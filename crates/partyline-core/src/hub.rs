//! Broadcast hub fanning messages out to every live session

use std::sync::Arc;

use tokio::sync::Mutex;
use tracing::{debug, info, warn};

use crate::registry::ConnectionRegistry;

/// Which of a session's two output streams a message belongs on.
///
/// The primary stream carries chat lines and ends in a bare line feed;
/// the diagnostic stream carries notices for raw-mode terminals and ends
/// in carriage return + line feed.
#[derive(Debug, Clone, Copy, PartialEq, Eq)]
pub enum ChannelKind {
    Primary,
    Diagnostic,
}

impl ChannelKind {
    pub fn terminator(self) -> &'static str {
        match self {
            ChannelKind::Primary => "\n",
            ChannelKind::Diagnostic => "\r\n",
        }
    }
}

/// Delivers a message to every session in the registry's snapshot.
pub struct BroadcastHub {
    registry: Arc<ConnectionRegistry>,
    /// Serializes fan-outs so two broadcasts never interleave their
    /// per-recipient writes. Writes to a slow recipient happen inside the
    /// broadcaster's turn; there is no backpressure handling.
    fanout: Mutex<()>,
    mirror_diagnostics: bool,
}

impl BroadcastHub {
    pub fn new(registry: Arc<ConnectionRegistry>, mirror_diagnostics: bool) -> Self {
        Self {
            registry,
            fanout: Mutex::new(()),
            mirror_diagnostics,
        }
    }

    /// Deliver `text` to every session live at call time.
    ///
    /// A failed write to one recipient is logged and skipped; the rest of
    /// the snapshot still receives the message.
    pub async fn broadcast(&self, text: &str, kind: ChannelKind) {
        let _turn = self.fanout.lock().await;
        let message = normalize(text, kind);
        if self.mirror_diagnostics && kind == ChannelKind::Diagnostic {
            info!("{}", message.trim_end());
        }
        let recipients = self.registry.snapshot().await;
        debug!(
            "broadcasting {:?} message to {} sessions",
            kind,
            recipients.len()
        );
        for entry in recipients {
            if let Err(e) = entry.sink.send(kind, &message).await {
                warn!("dropping write to {} ({}): {}", entry.username, entry.id, e);
            }
        }
    }
}

/// Strip any trailing terminator run and append the canonical one.
fn normalize(text: &str, kind: ChannelKind) -> String {
    let mut message = text.trim_end_matches(['\r', '\n']).to_string();
    message.push_str(kind.terminator());
    message
}

#[cfg(test)]
mod tests {
    use super::*;
    use crate::registry::SessionEntry;
    use crate::sink::MessageSink;
    use anyhow::{Result, anyhow};
    use async_trait::async_trait;
    use std::sync::Mutex as StdMutex;

    #[derive(Default)]
    struct RecordingSink {
        messages: StdMutex<Vec<(ChannelKind, String)>>,
        fail: bool,
    }

    impl RecordingSink {
        fn failing() -> Self {
            Self {
                fail: true,
                ..Default::default()
            }
        }

        fn received(&self) -> Vec<(ChannelKind, String)> {
            self.messages.lock().unwrap().clone()
        }
    }

    #[async_trait]
    impl MessageSink for RecordingSink {
        async fn send(&self, kind: ChannelKind, text: &str) -> Result<()> {
            if self.fail {
                return Err(anyhow!("sink unavailable"));
            }
            self.messages.lock().unwrap().push((kind, text.to_string()));
            Ok(())
        }

        async fn close(&self, _exit_status: u32) -> Result<()> {
            Ok(())
        }
    }

    async fn join(
        registry: &Arc<ConnectionRegistry>,
        username: &str,
        sink: Arc<RecordingSink>,
    ) -> Arc<SessionEntry> {
        let entry = Arc::new(SessionEntry::new(username, sink as Arc<dyn MessageSink>));
        registry.register(entry.clone()).await;
        entry
    }

    #[test]
    fn test_normalize_primary_terminator() {
        assert_eq!(normalize("hello", ChannelKind::Primary), "hello\n");
        assert_eq!(normalize("hello\r\n", ChannelKind::Primary), "hello\n");
        assert_eq!(normalize("hello\n\n", ChannelKind::Primary), "hello\n");
    }

    #[test]
    fn test_normalize_diagnostic_terminator() {
        assert_eq!(normalize("notice", ChannelKind::Diagnostic), "notice\r\n");
        assert_eq!(normalize("notice\n", ChannelKind::Diagnostic), "notice\r\n");
    }

    #[test]
    fn test_normalize_keeps_interior_whitespace() {
        assert_eq!(normalize("a  b\tc", ChannelKind::Primary), "a  b\tc\n");
        assert_eq!(normalize("", ChannelKind::Primary), "\n");
    }

    #[tokio::test]
    async fn test_broadcast_reaches_every_session() {
        let registry = Arc::new(ConnectionRegistry::new());
        let alice = Arc::new(RecordingSink::default());
        let bob = Arc::new(RecordingSink::default());
        join(&registry, "alice", alice.clone()).await;
        join(&registry, "bob", bob.clone()).await;

        let hub = BroadcastHub::new(registry, false);
        hub.broadcast("alice: hi", ChannelKind::Primary).await;

        for sink in [alice, bob] {
            assert_eq!(
                sink.received(),
                vec![(ChannelKind::Primary, "alice: hi\n".to_string())]
            );
        }
    }

    #[tokio::test]
    async fn test_one_failing_recipient_does_not_abort_the_rest() {
        let registry = Arc::new(ConnectionRegistry::new());
        let broken = Arc::new(RecordingSink::failing());
        let bob = Arc::new(RecordingSink::default());
        join(&registry, "alice", broken).await;
        join(&registry, "bob", bob.clone()).await;

        let hub = BroadcastHub::new(registry, false);
        hub.broadcast("still here", ChannelKind::Primary).await;

        assert_eq!(
            bob.received(),
            vec![(ChannelKind::Primary, "still here\n".to_string())]
        );
    }

    #[tokio::test]
    async fn test_diagnostic_broadcast_uses_crlf() {
        let registry = Arc::new(ConnectionRegistry::new());
        let alice = Arc::new(RecordingSink::default());
        join(&registry, "alice", alice.clone()).await;

        // Mirroring enabled to exercise the operator-log path as well.
        let hub = BroadcastHub::new(registry, true);
        hub.broadcast("[connected] bob", ChannelKind::Diagnostic).await;

        assert_eq!(
            alice.received(),
            vec![(ChannelKind::Diagnostic, "[connected] bob\r\n".to_string())]
        );
    }

    #[tokio::test]
    async fn test_broadcast_to_empty_room_is_a_no_op() {
        let registry = Arc::new(ConnectionRegistry::new());
        let hub = BroadcastHub::new(registry, false);
        hub.broadcast("anyone?", ChannelKind::Primary).await;
    }
}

* _Brief_
Each line of the entries where the string "carries" occurs should be shown.

* _Expected output_
/// The primary stream carries chat lines and ends in a bare line feed;
/// the diagnostic stream carries notices for raw-mode terminals and ends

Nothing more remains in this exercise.